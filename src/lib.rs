//! socketauth - SSH agent over HTTP with repository-scoped keys
//!
//! A wrapped command (`socketauth run -- git clone ...`) gets a local agent
//! socket whose traffic is tunneled over HTTP to a gateway
//! (`socketauth serve`) holding the real keys. The gateway only allows
//! listing and signing, and only lists the keys whose comment scopes them
//! to the repository being accessed.

pub mod agent;
pub mod cli;
pub mod config;
pub mod error;
pub mod gateway;
pub mod logging;
pub mod protocol;
pub mod scope;
pub mod ssh;
pub mod tunnel;
pub mod utils;

pub use error::{Error, Result};

/// Package version from Cargo.toml
pub const VERSION: &str = env!("CARGO_PKG_VERSION");

/// Package name
pub const NAME: &str = env!("CARGO_PKG_NAME");
//! Identity scoping
//!
//! Key comments can name the repositories a key is meant for. Listings
//! returned through the tunnel only show keys whose scope covers the
//! repository being accessed, plus keys that carry no scope at all.

mod filter;
mod path;

pub use filter::{IdentityScopeFilter, ScopedListing};
pub use path::ScopePath;
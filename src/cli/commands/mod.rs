//! Command implementations for the socketauth CLI

pub mod completion;
pub mod config;
pub mod run;
pub mod serve;
pub mod version;
//! Filesystem helpers shared by the client side

pub mod socket;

# WHAT THE EXERCISE ASKS
Filter the data for the string "accessed" and copy every line that has it.

# REPLY TO THE TASK
//! to the repository being accessed.
//! repository being accessed, plus keys that carry no scope at all.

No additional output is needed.